中文摘要：

miR-148a是miR-148/152家族中的一员,对细胞增殖、细胞分化、癌症发生等生物过程有重要的调控作用.本研究采用Real-time quantitative PCR（qRT-PCR）方法,定量检测miR-148a在金华猪（Sus scrofa）不同发育时期肝脏中的表达变化,结果显示,miR-148a在胚胎期的肝脏中表达量最高;出生后,随着日龄的增加表达量逐渐降低;为了了解miR-148a的生物学功能和过程,对其进行GO （gene ontology）功能注释和KEGG （kyoto encyclopedia of genes and genomes）通路分析.结果显示,miR-148a参与肝脏的生长发育调控过程.为了验证miR-148a的靶基因,利用胎鼠（Mus musculus）肝细胞构建miR-148a过表达和抑制表达的细胞模型,以此来探究miR-148a的表达变化对靶基因在mRNA水平的影响.结果发现,在小鼠胎肝细胞中过表达miR-148a可以显著降低CCAAT增强子结合蛋白α基因（CCAAT-enhancer binding protein-alpha,Cebpa）的表达量（P＜0.05）.进一步检测发现,在金华猪肝脏生长过程中Cebpa与miR-148a的表达呈负相关.根据这些结果推测,miR-148a可能在肝脏发育过程中通过降低Cebpa的表达来调控细胞增殖和分化效应之间的平衡。

英文摘要：

miR-148a is a member of the miR-148/152 family, which participate in the regulation of many biological processes, such as cell proliferation and differentiation, cancer formation, and so on. In the present study, the expression of miR- 148a was detected in Jinhua pig （Sus scrofa） liver at various developmental stages by qRT-PCR. The result showed that its expression was abundant in embryonic period and became lower as the days increased after birth.

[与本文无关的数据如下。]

//! # Projects
//!
//! A project names the sources to load. Its artifacts live under a root
//! directory owned by credgraph:
//!
//! ```text
//! <root>/
//!   cache/                       shared by all sources
//!   projects/<base64url(id)>/
//!     project.json
//!     graph.json | graph.bin
//!     cred.json  | cred.bin
//! ```

use crate::error::LoadError;
use base64::Engine;
use base64::engine::general_purpose::URL_SAFE_NO_PAD;
use credgraph_core::ArtifactFormat;
use serde::{Deserialize, Serialize};
use std::collections::BTreeMap;
use std::path::{Path, PathBuf};

/// A project: an identifier plus the configured sources.
#[derive(Debug, Clone, PartialEq, Serialize, Deserialize)]
pub struct Project {
    /// Stable identifier, e.g. `"sourcecred/example"`.
    pub id: String,
    /// Source name → source settings. A source is loaded iff it appears here.
    #[serde(default)]
    pub sources: BTreeMap<String, toml::Table>,
}

impl Project {
    /// A project with no sources.
    #[must_use]
    pub fn new(id: impl Into<String>) -> Self {
        Self {
            id: id.into(),
            sources: BTreeMap::new(),
        }
    }

    /// Builder-style source registration.
    #[must_use]
    pub fn with_source(mut self, name: impl Into<String>, settings: toml::Table) -> Self {
        self.sources.insert(name.into(), settings);
        self
    }
}

/// What [`ProjectDirectory::clear`] removes.
#[derive(Debug, Clone, PartialEq, Eq)]
pub enum ClearScope {
    /// The whole root directory.
    All,
    /// Only the shared cache.
    Cache,
    /// One project's directory.
    Project(String),
}

/// Paths under a credgraph root directory.
#[derive(Debug, Clone, PartialEq, Eq)]
pub struct ProjectDirectory {
    root: PathBuf,
}

impl ProjectDirectory {
    /// Use `root` as the credgraph directory. Nothing is created yet.
    #[must_use]
    pub fn new(root: impl Into<PathBuf>) -> Self {
        Self { root: root.into() }
    }

    /// The root directory.
    #[must_use]
    pub fn root(&self) -> &Path {
        &self.root
    }

    /// The shared cache directory.
    #[must_use]
    pub fn cache_directory(&self) -> PathBuf {
        self.root.join("cache")
    }

    /// Directory of one project. Ids are base64url-encoded so any string is
    /// a safe directory name.
    #[must_use]
    pub fn project_directory(&self, project_id: &str) -> PathBuf {
        self.root
            .join("projects")
            .join(URL_SAFE_NO_PAD.encode(project_id))
    }

    /// Path of the merged graph artifact.
    #[must_use]
    pub fn graph_path(&self, project_id: &str, format: ArtifactFormat) -> PathBuf {
        self.project_directory(project_id)
            .join(format!("graph.{}", format.extension()))
    }

    /// Path of the timeline cred artifact.
    #[must_use]
    pub fn cred_path(&self, project_id: &str, format: ArtifactFormat) -> PathBuf {
        self.project_directory(project_id)
            .join(format!("cred.{}", format.extension()))
    }

    /// Create the cache directory if needed.
    pub async fn ensure_cache_directory(&self) -> Result<PathBuf, LoadError> {
        let cache = self.cache_directory();
        tokio::fs::create_dir_all(&cache)
            .await
            .map_err(|e| LoadError::io(&cache, e))?;
        Ok(cache)
    }

    /// Create the project directory and record the project in it.
    pub async fn setup(&self, project: &Project) -> Result<PathBuf, LoadError> {
        let directory = self.project_directory(&project.id);
        tokio::fs::create_dir_all(&directory)
            .await
            .map_err(|e| LoadError::io(&directory, e))?;

        let manifest = directory.join("project.json");
        let json = serde_json::to_vec_pretty(project)
            .map_err(|e| LoadError::Config(format!("cannot serialize project: {e}")))?;
        tokio::fs::write(&manifest, json)
            .await
            .map_err(|e| LoadError::io(&manifest, e))?;
        Ok(directory)
    }

    /// Remove data. Removing something that does not exist is not an error;
    /// an unknown project id is.
    pub async fn clear(&self, scope: &ClearScope) -> Result<(), LoadError> {
        let target = match scope {
            ClearScope::All => self.root.clone(),
            ClearScope::Cache => self.cache_directory(),
            ClearScope::Project(id) => {
                let directory = self.project_directory(id);
                if !tokio::fs::try_exists(&directory)
                    .await
                    .map_err(|e| LoadError::io(&directory, e))?
                {
                    return Err(LoadError::Config(format!("unknown project {id:?}")));
                }
                directory
            }
        };
        match tokio::fs::remove_dir_all(&target).await {
            Ok(()) => Ok(()),
            Err(e) if e.kind() == std::io::ErrorKind::NotFound => Ok(()),
            Err(e) => Err(LoadError::io(&target, e)),
        }
    }
}

#[cfg(test)]
mod tests {
    use super::*;

    #[test]
    fn project_ids_become_safe_names() {
        let directory = ProjectDirectory::new("/data");
        let path = directory.project_directory("sourcecred/example");
        let name = path.file_name().and_then(|n| n.to_str()).unwrap_or_default();
        assert!(!name.contains('/'));
        assert_eq!(URL_SAFE_NO_PAD.decode(name).ok(), Some(b"sourcecred/example".to_vec()));
    }

    #[test]
    fn artifact_paths_follow_format() {
        let directory = ProjectDirectory::new("/data");
        assert!(
            directory
                .graph_path("p", ArtifactFormat::Json)
                .ends_with("graph.json")
        );
        assert!(
            directory
                .cred_path("p", ArtifactFormat::Binary)
                .ends_with("cred.bin")
        );
    }

    #[tokio::test]
    async fn setup_and_clear_project() {
        let temp = tempfile::tempdir().expect("tempdir");
        let directory = ProjectDirectory::new(temp.path());
        let project = Project::new("example");

        let path = directory.setup(&project).await.expect("setup");
        assert!(path.join("project.json").exists());

        directory
            .clear(&ClearScope::Project("example".to_string()))
            .await
            .expect("clear project");
        assert!(!path.exists());

        let unknown = directory.clear(&ClearScope::Project("missing".to_string())).await;
        assert!(matches!(unknown, Err(LoadError::Config(_))));
    }

    #[tokio::test]
    async fn clear_cache_keeps_projects() {
        let temp = tempfile::tempdir().expect("tempdir");
        let directory = ProjectDirectory::new(temp.path());
        let cache = directory.ensure_cache_directory().await.expect("cache");
        let project_dir = directory.setup(&Project::new("kept")).await.expect("setup");

        directory.clear(&ClearScope::Cache).await.expect("clear cache");
        assert!(!cache.exists());
        assert!(project_dir.exists());

        directory.clear(&ClearScope::Cache).await.expect("clearing twice is fine");
    }
}
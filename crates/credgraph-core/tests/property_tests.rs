//! # Property-Based Tests
//!
//! Laws of the address codec, graph merge, and timeline filtering.

use credgraph_core::{
    AnyAddress, EdgeAddress, Graph, Interval, IntervalCred, Kind, Node, NodeAddress,
    filter_timeline_cred, from_wire, to_wire,
};
use proptest::collection::vec;
use proptest::prelude::*;

/// Short parts over a tiny alphabet so that empty parts, shared prefixes and
/// concatenation collisions ("a","b" vs "ab") come up often.
fn parts() -> impl Strategy<Value = Vec<String>> {
    vec("[ab]{0,2}", 0..4)
}

fn kind() -> impl Strategy<Value = Kind> {
    prop_oneof![Just(Kind::Node), Just(Kind::Edge)]
}

fn node(parts: &[String]) -> NodeAddress {
    NodeAddress::from_parts(parts).expect("valid parts")
}

// =============================================================================
// ADDRESS LAWS
// =============================================================================

proptest! {
    /// parts(make(k, p)) == p
    #[test]
    fn parts_roundtrip(k in kind(), p in parts()) {
        let address = AnyAddress::make(k, &p).expect("make");
        prop_assert_eq!(address.to_parts(), p);
        prop_assert_eq!(address.kind(), k);
    }

    /// make(Node, p) != make(Edge, p)
    #[test]
    fn kinds_are_distinct(p in parts()) {
        let n = AnyAddress::make(Kind::Node, &p).expect("make");
        let e = AnyAddress::make(Kind::Edge, &p).expect("make");
        prop_assert_ne!(n.encoded(), e.encoded());
        prop_assert_ne!(n, e);
    }

    /// Distinct part sequences give distinct addresses.
    #[test]
    fn encoding_is_injective(p in parts(), q in parts()) {
        prop_assert_eq!(node(&p) == node(&q), p == q);
    }

    /// Decoding the encoding gives back the same address.
    #[test]
    fn encoded_roundtrip(p in parts()) {
        let address = EdgeAddress::from_parts(&p).expect("make");
        let decoded = EdgeAddress::from_encoded(address.encoded(), None).expect("decode");
        prop_assert_eq!(decoded, address);
    }

    /// hasPrefix(a, a)
    #[test]
    fn prefix_is_reflexive(p in parts()) {
        let a = node(&p);
        prop_assert!(a.has_prefix(&a));
    }

    /// hasPrefix agrees with component-wise comparison of the part lists.
    #[test]
    fn prefix_matches_component_definition(p in parts(), q in parts()) {
        let expected = q.len() <= p.len() && p[..q.len()] == q[..];
        prop_assert_eq!(node(&p).has_prefix(&node(&q)), expected);
    }

    /// append(make(k, p), e1, e2) == make(k, p ++ [e1, e2])
    #[test]
    fn append_composes(p in parts(), e1 in "[ab]{0,2}", e2 in "[ab]{0,2}") {
        let appended = node(&p).append([&e1, &e2]).expect("append");
        let mut all = p.clone();
        all.push(e1);
        all.push(e2);
        prop_assert_eq!(appended, node(&all));
    }
}

// =============================================================================
// GRAPH MERGE LAWS
// =============================================================================

fn graph_from(addresses: &[Vec<String>]) -> Graph {
    let mut graph = Graph::new();
    for p in addresses {
        graph
            .add_node(Node::new(node(p), p.join("/"), None))
            .expect("consistent content");
    }
    graph
}

proptest! {
    /// Merging graphs that agree on shared content is commutative and contains
    /// every address exactly once.
    #[test]
    fn merge_of_consistent_graphs(a in vec(parts(), 0..8), b in vec(parts(), 0..8)) {
        let ga = graph_from(&a);
        let gb = graph_from(&b);
        let ab = Graph::merge([&ga, &gb]).expect("merge");
        let ba = Graph::merge([&gb, &ga]).expect("merge");
        prop_assert_eq!(&ab, &ba);
        for p in a.iter().chain(&b) {
            prop_assert!(ab.contains_node(&node(p)));
        }
        let mut unique: Vec<_> = a.iter().chain(&b).collect();
        unique.sort();
        unique.dedup();
        prop_assert_eq!(ab.node_count(), unique.len());
    }

    /// Merging a graph with itself is the identity.
    #[test]
    fn merge_is_idempotent(a in vec(parts(), 0..8)) {
        let g = graph_from(&a);
        prop_assert_eq!(Graph::merge([&g, &g]).expect("merge"), g);
    }
}

// =============================================================================
// FILTER LAWS
// =============================================================================

fn timeline(node_count: usize, interval_count: usize) -> Vec<IntervalCred> {
    (0..interval_count)
        .map(|i| {
            let start = (i as i64) * 10;
            let scores = (0..node_count).map(|n| (n * 100 + i) as f64).collect();
            IntervalCred::new(Interval::new(start, start + 10).expect("interval"), scores)
        })
        .collect()
}

fn score() -> impl Strategy<Value = f64> {
    proptest::num::f64::NORMAL | proptest::num::f64::SUBNORMAL | proptest::num::f64::ZERO
}

/// A distinct node order with arbitrary finite scores for each interval.
fn scored_timeline() -> impl Strategy<Value = (Vec<NodeAddress>, Vec<IntervalCred>)> {
    (vec(parts(), 0..10), 0usize..4).prop_flat_map(|(order, interval_count)| {
        let mut order: Vec<NodeAddress> = order.iter().map(|p| node(p)).collect();
        order.sort();
        order.dedup();
        let node_count = order.len();
        let intervals = vec(vec(score(), node_count), interval_count).prop_map(|scores| {
            scores
                .into_iter()
                .enumerate()
                .map(|(i, cred)| {
                    let start = (i as i64) * 10;
                    IntervalCred::new(Interval::new(start, start + 10).expect("interval"), cred)
                })
                .collect::<Vec<_>>()
        });
        (Just(order), intervals)
    })
}

proptest! {
    /// The trie-indexed filter agrees with the naive definition.
    #[test]
    fn filter_matches_naive(
        order in vec(parts(), 0..10),
        prefixes in vec(parts(), 0..4),
        interval_count in 0usize..4,
    ) {
        let mut order: Vec<NodeAddress> = order.iter().map(|p| node(p)).collect();
        order.sort();
        order.dedup();
        let prefixes: Vec<NodeAddress> = prefixes.iter().map(|p| node(p)).collect();
        let full = timeline(order.len(), interval_count);

        let filtered = filter_timeline_cred(&full, &order, &prefixes).expect("filter");

        let expected_intervals: Vec<_> = full.iter().map(|ic| ic.interval).collect();
        prop_assert_eq!(filtered.intervals(), &expected_intervals[..]);
        for (index, address) in order.iter().enumerate() {
            let keep = prefixes.iter().any(|p| address.has_prefix(p));
            match filtered.cred_for(address) {
                Some(series) => {
                    prop_assert!(keep);
                    let expected: Vec<f64> = full.iter().map(|ic| ic.cred[index]).collect();
                    prop_assert_eq!(series, &expected[..]);
                }
                None => prop_assert!(!keep),
            }
        }
    }

    /// fromWire(toWire(x)) == x, directly and through JSON, for any finite
    /// scores including subnormals and signed zeros.
    #[test]
    fn wire_roundtrip(
        (order, full) in scored_timeline(),
        prefixes in vec(parts(), 0..4),
    ) {
        let prefixes: Vec<NodeAddress> = prefixes.iter().map(|p| node(p)).collect();
        let filtered = filter_timeline_cred(&full, &order, &prefixes).expect("filter");

        prop_assert_eq!(&from_wire(to_wire(&filtered)).expect("from wire"), &filtered);

        let json = serde_json::to_string(&filtered).expect("serialize");
        let back: credgraph_core::FilteredTimelineCred =
            serde_json::from_str(&json).expect("deserialize");
        prop_assert_eq!(back, filtered);
    }
}
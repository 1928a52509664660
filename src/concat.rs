use crate::delimiter::delimiter_line;
use crate::error::{BlobpackError, Result};
use crate::filter::ExtensionFilter;
use crate::ignore::IgnoreMatcher;
use std::fs;
use std::path::{Path, PathBuf};
use walkdir::WalkDir;

/// Why a file survived traversal and filtering but was left out of the blob.
#[derive(Debug, Clone, PartialEq)]
pub enum SkipReason {
    /// Contents are not valid UTF-8; treated as binary
    NotUtf8,
    /// The file could not be read
    Unreadable(String),
}

/// One file excluded from the blob, reported in the summary.
#[derive(Debug, Clone, PartialEq)]
pub struct SkippedFile {
    /// Path relative to the input root, POSIX separators
    pub path: String,
    pub reason: SkipReason,
}

/// Outcome of one concat run.
#[derive(Debug, Default)]
pub struct ConcatSummary {
    /// Number of file records written to the blob
    pub written: usize,
    /// Files excluded for per-file reasons (binary content, read failure)
    pub skipped: Vec<SkippedFile>,
    /// Warnings from loading the ignore pattern set
    pub pattern_warnings: Vec<String>,
}

/// Walks `input_root`, applies the ignore and extension filters, and writes
/// every surviving UTF-8 text file into a single blob at `output_path`, each
/// record preceded by a marker line encoding its relative path.
///
/// The blob is assembled in memory and written in one operation, so a failed
/// run never leaves a truncated output file behind. Parent directories of
/// `output_path` are created as needed. Matching nothing is not an error: the
/// output is written empty and the summary reports zero records.
///
/// # Errors
///
/// - `BlobpackError::InvalidInput` if `input_root` does not exist or is not a
///   directory.
/// - `BlobpackError::OutputWrite` if the output file cannot be created or
///   written.
/// - `BlobpackError::WalkDir` if traversal fails below the root.
pub fn concat(
    input_root: &Path,
    output_path: &Path,
    extensions: Option<&[String]>,
) -> Result<ConcatSummary> {
    let root = input_root
        .canonicalize()
        .map_err(|e| BlobpackError::InvalidInput {
            path: input_root.to_path_buf(),
            reason: e.to_string(),
        })?;
    if !root.is_dir() {
        return Err(BlobpackError::InvalidInput {
            path: input_root.to_path_buf(),
            reason: "not a directory".to_string(),
        });
    }

    let matcher = IgnoreMatcher::for_root(&root);
    let filter = ExtensionFilter::new(extensions);

    // Absolute location the blob will land at, so a stale blob from a prior
    // run sitting inside the tree is never swallowed into the new one.
    let output_abs = resolve_output_location(output_path);

    let walker = WalkDir::new(&root)
        .sort_by_file_name()
        .into_iter()
        .filter_entry(|entry| {
            if entry.depth() == 0 {
                return true;
            }
            let name = entry.file_name().to_string_lossy();
            if name.starts_with('.') {
                return false;
            }
            let rel = relative_posix(entry.path(), &root);
            !matcher.is_ignored(&rel, entry.file_type().is_dir())
        });

    let mut blob = String::new();
    let mut summary = ConcatSummary {
        pattern_warnings: matcher.warnings().to_vec(),
        ..ConcatSummary::default()
    };

    for entry in walker {
        let entry = entry?;
        if !entry.file_type().is_file() {
            continue;
        }
        if output_abs.as_deref() == Some(entry.path()) {
            continue;
        }
        if !filter.is_allowed(entry.path()) {
            continue;
        }

        let rel = relative_posix(entry.path(), &root);
        match fs::read(entry.path()) {
            Ok(bytes) => match String::from_utf8(bytes) {
                Ok(content) => {
                    blob.push_str(&delimiter_line(&rel));
                    blob.push('\n');
                    blob.push_str(&content);
                    if !content.ends_with('\n') {
                        blob.push('\n');
                    }
                    blob.push('\n');
                    summary.written += 1;
                }
                Err(_) => summary.skipped.push(SkippedFile {
                    path: rel,
                    reason: SkipReason::NotUtf8,
                }),
            },
            Err(e) => summary.skipped.push(SkippedFile {
                path: rel,
                reason: SkipReason::Unreadable(e.to_string()),
            }),
        }
    }

    if let Some(parent) = output_path.parent()
        && !parent.as_os_str().is_empty()
    {
        fs::create_dir_all(parent).map_err(|e| BlobpackError::OutputWrite {
            path: output_path.to_path_buf(),
            source: e,
        })?;
    }
    fs::write(output_path, &blob).map_err(|e| BlobpackError::OutputWrite {
        path: output_path.to_path_buf(),
        source: e,
    })?;

    Ok(summary)
}

/// Relative path from `root` to `path` with POSIX separators, regardless of
/// host convention.
fn relative_posix(path: &Path, root: &Path) -> String {
    let rel = path.strip_prefix(root).unwrap_or(path);
    rel.components()
        .map(|c| c.as_os_str().to_string_lossy().into_owned())
        .collect::<Vec<_>>()
        .join("/")
}

/// Best-effort absolute form of the output path. The file usually does not
/// exist yet, so canonicalize its parent and re-append the file name. `None`
/// when the parent does not exist either (then it cannot be inside the tree).
fn resolve_output_location(output_path: &Path) -> Option<PathBuf> {
    if output_path.exists() {
        return output_path.canonicalize().ok();
    }
    let parent = output_path.parent()?;
    let parent = if parent.as_os_str().is_empty() {
        Path::new(".")
    } else {
        parent
    };
    Some(parent.canonicalize().ok()?.join(output_path.file_name()?))
}
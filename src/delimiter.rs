//! The record marker shared by both directions: one line per file embedding
//! its original relative path. The format is stable across versions; round
//! tripping a blob depends on it.

use crate::error::Result;
use regex::Regex;

/// Renders the marker line for one relative path (no trailing newline).
pub fn delimiter_line(relative_path: &str) -> String {
    format!("=== {relative_path} ===")
}

/// One marker found in a blob, with its byte span in the input.
#[derive(Debug, Clone, PartialEq)]
pub struct DelimiterMatch {
    /// The relative path the marker encodes
    pub path: String,
    /// Starting byte offset of the marker line
    pub start: usize,
    /// Ending byte offset (exclusive, before the line terminator)
    pub end: usize,
}

/// Finds all marker lines in `text`, in order of appearance.
///
/// A marker must occupy a whole line. The path capture is greedy, so a path
/// that itself contains `===` still parses up to the final closing marker.
///
/// # Errors
///
/// Returns `BlobpackError::Regex` if the marker pattern fails to compile.
pub fn find_delimiters(text: &str) -> Result<Vec<DelimiterMatch>> {
    let pattern = Regex::new(r"(?m)^=== (.+) ===\r?$")?;
    let mut delimiters = Vec::new();

    for capture in pattern.captures_iter(text) {
        if let Some(full_match) = capture.get(0)
            && let Some(path_match) = capture.get(1)
        {
            delimiters.push(DelimiterMatch {
                path: path_match.as_str().to_string(),
                start: full_match.start(),
                end: full_match.end(),
            });
        }
    }

    Ok(delimiters)
}

#[cfg(test)]
mod tests {
    use super::*;

    #[test]
    fn test_delimiter_line_format() {
        assert_eq!(delimiter_line("a.py"), "=== a.py ===");
        assert_eq!(delimiter_line("sub/b.py"), "=== sub/b.py ===");
    }

    #[test]
    fn test_find_delimiters_basic() {
        let text = "=== a.py ===\nx=1\n\n=== sub/b.py ===\ny=2\n";
        let found = find_delimiters(text).unwrap();
        assert_eq!(found.len(), 2);
        assert_eq!(found[0].path, "a.py");
        assert_eq!(found[0].start, 0);
        assert_eq!(found[1].path, "sub/b.py");
    }

    #[test]
    fn test_find_delimiters_none() {
        let found = find_delimiters("just some text\nno markers here\n").unwrap();
        assert!(found.is_empty());
    }

    #[test]
    fn test_marker_must_fill_the_line() {
        let text = "prefix === a.py ===\n=== b.py === suffix\n";
        let found = find_delimiters(text).unwrap();
        assert!(found.is_empty());
    }

    #[test]
    fn test_path_containing_marker_text() {
        let text = "=== odd === name.py ===\n";
        let found = find_delimiters(text).unwrap();
        assert_eq!(found.len(), 1);
        assert_eq!(found[0].path, "odd === name.py");
    }

    #[test]
    fn test_roundtrip_with_delimiter_line() {
        let line = delimiter_line("dir/file.ts");
        let found = find_delimiters(&line).unwrap();
        assert_eq!(found.len(), 1);
        assert_eq!(found[0].path, "dir/file.ts");
        assert_eq!(found[0].end, line.len());
    }
}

To understand its biological functions and processes, GO （Gene ontology） annotation and KEGG （kyoto encyclopedia of genes and genomes） pathway analyses were subsequently performed on miR-148a. Bioinformatics comprehensive analysis indicated that miR-148a participated in the regulation of liver growth and development, especially in cell proliferation and differentiation. To confirm the putative miR-148a target genes, the expression changes of ten predicted genes were quantitatively analyzed at mRNA in over-expressed miR-148a mouse （Mus musculus） embryonic hepatocytes. The results revealed that over-expression of miR-148a could significantly reduced the mRNA expression of CCAAT-enhancer binding protein-alpha gene （Cebpa） （P〈0.05）. Moreover, the expression of miR- 148a and Cebpa also showed an inverse correlation in Jinhua pig liver at various developmental stages.These results suggested that miR-148a might reduce the expression of Cebpa to regulate the balance between cell proliferation and differentiation in liver development.